The string "cameras" may appear in lines of the listing. Report each line where it does.

........

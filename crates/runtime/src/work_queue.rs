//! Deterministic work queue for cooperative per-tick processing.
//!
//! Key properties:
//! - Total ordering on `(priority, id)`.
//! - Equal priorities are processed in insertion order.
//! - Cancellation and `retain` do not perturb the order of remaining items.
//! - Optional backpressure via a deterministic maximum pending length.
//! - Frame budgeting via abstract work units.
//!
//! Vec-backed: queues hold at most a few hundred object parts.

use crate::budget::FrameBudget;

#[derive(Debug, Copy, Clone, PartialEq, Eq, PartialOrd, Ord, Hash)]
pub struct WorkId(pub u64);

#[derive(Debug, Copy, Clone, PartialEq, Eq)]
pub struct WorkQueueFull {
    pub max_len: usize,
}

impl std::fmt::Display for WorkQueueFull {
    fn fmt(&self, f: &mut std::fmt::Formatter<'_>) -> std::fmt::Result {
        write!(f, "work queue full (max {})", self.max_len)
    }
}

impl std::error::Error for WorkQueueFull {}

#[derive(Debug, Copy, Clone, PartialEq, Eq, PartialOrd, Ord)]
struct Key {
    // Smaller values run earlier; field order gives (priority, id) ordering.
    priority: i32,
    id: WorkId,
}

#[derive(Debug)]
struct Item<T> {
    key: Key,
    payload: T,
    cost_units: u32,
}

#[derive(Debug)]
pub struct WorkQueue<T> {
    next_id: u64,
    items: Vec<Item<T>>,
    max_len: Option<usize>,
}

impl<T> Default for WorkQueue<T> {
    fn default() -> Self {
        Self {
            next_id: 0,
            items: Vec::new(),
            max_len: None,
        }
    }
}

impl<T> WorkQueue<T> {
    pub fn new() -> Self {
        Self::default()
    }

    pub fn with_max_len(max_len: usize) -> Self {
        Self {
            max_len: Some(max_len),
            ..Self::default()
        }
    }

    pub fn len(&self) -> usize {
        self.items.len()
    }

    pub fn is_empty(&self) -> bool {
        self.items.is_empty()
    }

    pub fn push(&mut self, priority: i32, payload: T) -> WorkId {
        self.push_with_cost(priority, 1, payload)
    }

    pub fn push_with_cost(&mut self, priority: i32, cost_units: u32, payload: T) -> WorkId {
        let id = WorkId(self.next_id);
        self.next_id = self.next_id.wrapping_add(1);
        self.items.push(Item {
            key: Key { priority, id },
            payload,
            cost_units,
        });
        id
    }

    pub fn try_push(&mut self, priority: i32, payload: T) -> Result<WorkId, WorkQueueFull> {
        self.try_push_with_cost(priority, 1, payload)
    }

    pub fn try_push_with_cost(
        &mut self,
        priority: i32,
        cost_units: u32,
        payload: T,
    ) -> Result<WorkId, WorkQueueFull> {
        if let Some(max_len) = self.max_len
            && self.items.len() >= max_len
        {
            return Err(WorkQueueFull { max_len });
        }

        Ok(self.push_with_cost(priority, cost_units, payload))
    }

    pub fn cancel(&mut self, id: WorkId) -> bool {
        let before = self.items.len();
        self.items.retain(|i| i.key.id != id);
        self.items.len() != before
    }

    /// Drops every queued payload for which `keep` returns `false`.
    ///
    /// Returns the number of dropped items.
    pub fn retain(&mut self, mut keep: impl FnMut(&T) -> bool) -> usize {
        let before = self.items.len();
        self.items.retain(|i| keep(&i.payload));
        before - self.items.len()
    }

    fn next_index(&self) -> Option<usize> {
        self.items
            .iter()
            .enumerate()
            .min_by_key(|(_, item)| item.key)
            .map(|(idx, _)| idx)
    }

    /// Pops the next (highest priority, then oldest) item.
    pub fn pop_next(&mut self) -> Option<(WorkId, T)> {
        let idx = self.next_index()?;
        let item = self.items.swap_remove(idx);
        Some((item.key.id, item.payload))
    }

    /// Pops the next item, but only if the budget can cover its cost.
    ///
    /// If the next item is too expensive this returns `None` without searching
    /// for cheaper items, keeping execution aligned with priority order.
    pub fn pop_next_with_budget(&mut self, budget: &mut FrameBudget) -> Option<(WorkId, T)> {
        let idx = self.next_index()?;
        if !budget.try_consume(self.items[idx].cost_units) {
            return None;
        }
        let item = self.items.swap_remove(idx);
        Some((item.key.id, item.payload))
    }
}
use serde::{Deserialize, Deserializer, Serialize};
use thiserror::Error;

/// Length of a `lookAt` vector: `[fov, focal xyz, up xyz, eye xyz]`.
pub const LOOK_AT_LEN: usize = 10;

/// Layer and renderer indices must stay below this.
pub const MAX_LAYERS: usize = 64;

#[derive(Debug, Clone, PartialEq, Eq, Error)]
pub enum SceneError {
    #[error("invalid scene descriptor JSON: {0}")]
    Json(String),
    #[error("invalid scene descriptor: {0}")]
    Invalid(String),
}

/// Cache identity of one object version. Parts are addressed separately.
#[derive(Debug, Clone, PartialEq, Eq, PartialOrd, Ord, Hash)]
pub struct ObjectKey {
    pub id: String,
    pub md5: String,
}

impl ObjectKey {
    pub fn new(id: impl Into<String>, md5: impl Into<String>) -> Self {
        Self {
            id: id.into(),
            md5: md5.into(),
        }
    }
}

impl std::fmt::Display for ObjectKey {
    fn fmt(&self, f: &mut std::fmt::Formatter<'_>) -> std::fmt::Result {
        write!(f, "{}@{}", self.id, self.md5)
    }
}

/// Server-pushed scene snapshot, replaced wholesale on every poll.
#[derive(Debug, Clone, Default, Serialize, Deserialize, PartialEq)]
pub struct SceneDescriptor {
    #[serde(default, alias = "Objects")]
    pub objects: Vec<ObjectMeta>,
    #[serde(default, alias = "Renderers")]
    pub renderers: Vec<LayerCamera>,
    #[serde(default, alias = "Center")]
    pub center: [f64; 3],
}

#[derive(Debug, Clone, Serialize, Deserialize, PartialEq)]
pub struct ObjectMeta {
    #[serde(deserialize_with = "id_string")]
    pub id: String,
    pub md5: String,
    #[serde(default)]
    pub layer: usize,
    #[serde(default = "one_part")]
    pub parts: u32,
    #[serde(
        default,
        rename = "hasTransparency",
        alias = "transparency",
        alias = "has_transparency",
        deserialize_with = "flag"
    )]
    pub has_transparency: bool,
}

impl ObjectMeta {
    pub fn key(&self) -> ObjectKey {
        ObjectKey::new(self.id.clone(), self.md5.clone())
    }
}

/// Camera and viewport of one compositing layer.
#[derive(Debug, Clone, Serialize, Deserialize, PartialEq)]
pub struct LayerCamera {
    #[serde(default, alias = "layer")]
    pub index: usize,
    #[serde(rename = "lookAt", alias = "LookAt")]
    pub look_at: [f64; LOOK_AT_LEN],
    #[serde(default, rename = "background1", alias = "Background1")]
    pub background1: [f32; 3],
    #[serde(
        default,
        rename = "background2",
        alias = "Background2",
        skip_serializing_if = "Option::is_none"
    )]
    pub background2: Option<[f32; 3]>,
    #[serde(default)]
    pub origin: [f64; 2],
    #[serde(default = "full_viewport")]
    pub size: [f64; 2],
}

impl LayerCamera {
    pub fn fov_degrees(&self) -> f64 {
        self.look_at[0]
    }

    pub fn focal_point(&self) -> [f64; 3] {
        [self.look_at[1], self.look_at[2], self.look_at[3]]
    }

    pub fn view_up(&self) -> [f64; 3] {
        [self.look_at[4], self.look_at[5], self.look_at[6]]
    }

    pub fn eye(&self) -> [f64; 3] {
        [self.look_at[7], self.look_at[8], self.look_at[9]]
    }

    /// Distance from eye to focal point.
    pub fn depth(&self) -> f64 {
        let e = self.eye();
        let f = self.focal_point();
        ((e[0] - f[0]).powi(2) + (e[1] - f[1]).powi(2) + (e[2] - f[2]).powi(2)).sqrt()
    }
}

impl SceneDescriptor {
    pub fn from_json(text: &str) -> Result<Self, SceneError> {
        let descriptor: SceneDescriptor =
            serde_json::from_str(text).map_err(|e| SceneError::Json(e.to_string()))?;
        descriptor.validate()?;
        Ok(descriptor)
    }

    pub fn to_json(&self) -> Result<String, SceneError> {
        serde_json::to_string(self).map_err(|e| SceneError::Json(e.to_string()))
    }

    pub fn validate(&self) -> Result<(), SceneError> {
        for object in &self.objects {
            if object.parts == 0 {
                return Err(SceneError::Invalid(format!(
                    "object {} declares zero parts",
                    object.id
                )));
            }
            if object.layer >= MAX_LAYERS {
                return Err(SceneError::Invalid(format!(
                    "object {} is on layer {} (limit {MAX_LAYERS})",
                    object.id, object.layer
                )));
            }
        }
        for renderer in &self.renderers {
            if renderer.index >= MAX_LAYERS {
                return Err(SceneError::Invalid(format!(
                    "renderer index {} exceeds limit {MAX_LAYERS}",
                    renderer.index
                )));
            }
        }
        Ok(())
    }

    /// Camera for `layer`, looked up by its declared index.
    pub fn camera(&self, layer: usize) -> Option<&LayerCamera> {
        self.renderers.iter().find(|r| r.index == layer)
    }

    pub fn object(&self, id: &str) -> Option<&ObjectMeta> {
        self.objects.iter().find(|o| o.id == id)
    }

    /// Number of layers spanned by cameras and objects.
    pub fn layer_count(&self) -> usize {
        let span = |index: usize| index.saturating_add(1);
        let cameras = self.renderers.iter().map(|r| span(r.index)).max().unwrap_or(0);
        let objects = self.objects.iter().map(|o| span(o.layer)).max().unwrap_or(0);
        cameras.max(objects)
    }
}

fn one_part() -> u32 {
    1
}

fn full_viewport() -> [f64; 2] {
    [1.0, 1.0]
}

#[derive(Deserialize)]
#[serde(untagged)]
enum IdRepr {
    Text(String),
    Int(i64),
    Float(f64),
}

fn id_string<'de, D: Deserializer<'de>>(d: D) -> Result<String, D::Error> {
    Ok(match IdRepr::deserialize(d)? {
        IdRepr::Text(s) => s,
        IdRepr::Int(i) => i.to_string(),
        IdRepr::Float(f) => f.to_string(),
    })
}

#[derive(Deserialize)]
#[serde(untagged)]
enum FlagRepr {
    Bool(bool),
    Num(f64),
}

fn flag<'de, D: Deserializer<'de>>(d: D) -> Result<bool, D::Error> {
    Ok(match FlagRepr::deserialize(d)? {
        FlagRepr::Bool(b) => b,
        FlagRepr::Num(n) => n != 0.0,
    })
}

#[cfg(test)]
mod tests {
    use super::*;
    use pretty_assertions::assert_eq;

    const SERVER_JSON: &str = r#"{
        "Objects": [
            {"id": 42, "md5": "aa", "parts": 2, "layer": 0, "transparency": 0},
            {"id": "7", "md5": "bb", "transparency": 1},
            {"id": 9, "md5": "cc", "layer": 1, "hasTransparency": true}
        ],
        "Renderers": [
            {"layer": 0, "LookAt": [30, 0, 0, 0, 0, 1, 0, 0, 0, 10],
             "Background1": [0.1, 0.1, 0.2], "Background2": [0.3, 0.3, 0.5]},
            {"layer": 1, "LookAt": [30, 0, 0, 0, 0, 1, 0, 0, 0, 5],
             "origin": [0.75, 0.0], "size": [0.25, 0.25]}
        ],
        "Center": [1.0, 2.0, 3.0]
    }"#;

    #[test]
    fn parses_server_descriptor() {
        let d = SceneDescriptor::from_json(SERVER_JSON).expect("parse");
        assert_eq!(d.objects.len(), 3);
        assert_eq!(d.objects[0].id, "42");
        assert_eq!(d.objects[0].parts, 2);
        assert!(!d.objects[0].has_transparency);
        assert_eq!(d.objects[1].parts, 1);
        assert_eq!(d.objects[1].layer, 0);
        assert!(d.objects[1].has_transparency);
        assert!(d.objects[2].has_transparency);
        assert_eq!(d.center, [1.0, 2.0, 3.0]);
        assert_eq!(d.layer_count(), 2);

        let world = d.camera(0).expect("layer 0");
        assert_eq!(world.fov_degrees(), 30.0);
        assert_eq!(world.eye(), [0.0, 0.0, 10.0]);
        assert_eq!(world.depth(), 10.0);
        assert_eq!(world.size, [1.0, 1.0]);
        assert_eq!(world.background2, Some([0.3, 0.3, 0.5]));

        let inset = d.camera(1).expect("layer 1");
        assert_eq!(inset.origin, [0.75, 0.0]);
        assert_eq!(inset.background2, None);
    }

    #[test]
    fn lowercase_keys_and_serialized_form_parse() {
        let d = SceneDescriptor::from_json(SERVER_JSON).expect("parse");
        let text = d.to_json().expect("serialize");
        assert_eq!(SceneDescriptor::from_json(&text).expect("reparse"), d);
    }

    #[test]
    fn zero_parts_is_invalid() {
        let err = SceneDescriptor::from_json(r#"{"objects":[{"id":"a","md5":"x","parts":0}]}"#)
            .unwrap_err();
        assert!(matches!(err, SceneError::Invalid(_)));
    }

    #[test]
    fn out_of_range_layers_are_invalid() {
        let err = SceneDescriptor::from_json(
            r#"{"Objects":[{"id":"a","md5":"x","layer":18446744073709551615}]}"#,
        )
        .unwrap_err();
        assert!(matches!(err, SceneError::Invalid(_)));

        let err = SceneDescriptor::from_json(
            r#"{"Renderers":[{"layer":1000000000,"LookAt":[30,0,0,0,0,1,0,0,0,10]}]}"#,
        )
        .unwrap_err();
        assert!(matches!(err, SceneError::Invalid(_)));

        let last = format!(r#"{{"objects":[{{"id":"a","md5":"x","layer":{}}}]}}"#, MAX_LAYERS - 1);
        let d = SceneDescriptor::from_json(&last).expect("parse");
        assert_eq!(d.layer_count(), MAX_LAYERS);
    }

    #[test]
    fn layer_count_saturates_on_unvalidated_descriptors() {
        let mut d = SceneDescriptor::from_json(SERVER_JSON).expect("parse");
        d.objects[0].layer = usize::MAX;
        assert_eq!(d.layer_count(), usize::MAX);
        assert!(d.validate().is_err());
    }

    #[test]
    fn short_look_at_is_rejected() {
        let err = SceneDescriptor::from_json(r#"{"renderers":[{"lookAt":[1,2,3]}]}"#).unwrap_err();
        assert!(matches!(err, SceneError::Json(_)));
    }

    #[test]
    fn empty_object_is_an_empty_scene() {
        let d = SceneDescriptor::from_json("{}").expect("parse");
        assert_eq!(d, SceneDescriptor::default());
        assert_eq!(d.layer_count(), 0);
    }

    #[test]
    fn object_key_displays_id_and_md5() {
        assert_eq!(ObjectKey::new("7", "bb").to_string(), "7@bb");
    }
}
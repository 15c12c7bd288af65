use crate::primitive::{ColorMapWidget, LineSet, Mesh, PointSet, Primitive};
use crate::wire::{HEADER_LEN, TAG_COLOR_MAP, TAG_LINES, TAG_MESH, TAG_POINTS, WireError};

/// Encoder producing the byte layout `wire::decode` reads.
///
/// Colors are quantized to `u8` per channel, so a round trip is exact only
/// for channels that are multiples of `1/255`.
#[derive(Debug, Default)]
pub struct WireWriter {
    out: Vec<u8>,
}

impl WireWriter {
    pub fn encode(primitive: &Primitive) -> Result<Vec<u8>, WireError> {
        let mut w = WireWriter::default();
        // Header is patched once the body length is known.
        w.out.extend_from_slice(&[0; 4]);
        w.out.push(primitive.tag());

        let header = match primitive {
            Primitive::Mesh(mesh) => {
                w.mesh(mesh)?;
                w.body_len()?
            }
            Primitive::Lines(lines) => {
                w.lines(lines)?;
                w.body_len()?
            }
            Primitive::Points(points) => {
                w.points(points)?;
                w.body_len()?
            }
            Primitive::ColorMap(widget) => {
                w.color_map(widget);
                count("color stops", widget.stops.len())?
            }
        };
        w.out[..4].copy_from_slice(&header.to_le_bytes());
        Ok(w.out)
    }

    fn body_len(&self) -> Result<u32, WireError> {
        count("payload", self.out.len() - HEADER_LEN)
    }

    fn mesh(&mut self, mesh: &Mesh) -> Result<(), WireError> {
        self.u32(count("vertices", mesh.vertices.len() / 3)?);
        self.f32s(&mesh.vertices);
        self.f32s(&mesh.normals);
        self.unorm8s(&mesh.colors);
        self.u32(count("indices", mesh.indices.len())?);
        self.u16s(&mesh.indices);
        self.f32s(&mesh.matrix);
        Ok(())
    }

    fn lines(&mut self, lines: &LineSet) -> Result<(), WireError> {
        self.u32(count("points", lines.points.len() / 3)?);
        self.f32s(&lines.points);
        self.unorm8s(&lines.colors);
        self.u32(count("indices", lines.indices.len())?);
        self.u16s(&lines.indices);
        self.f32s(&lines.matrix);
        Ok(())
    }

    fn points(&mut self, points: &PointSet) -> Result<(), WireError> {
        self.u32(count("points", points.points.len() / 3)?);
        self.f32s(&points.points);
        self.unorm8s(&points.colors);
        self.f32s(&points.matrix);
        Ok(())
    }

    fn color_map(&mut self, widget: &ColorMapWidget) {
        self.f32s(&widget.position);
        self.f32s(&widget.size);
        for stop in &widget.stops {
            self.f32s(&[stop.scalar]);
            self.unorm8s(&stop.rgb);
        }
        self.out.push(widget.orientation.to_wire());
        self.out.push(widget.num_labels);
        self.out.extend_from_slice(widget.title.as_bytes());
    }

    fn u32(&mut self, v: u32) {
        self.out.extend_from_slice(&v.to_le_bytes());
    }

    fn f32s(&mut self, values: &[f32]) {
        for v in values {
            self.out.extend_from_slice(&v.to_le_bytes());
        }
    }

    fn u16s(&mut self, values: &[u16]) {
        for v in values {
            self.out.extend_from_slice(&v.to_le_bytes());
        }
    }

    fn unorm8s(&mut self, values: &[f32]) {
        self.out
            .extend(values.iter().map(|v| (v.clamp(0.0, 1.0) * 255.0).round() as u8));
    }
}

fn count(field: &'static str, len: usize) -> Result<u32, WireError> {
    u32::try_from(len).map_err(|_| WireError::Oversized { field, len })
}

........

TASK RESULT:
    /// Number of layers spanned by cameras and objects.
        let cameras = self.renderers.iter().map(|r| span(r.index)).max().unwrap_or(0);
        cameras.max(objects)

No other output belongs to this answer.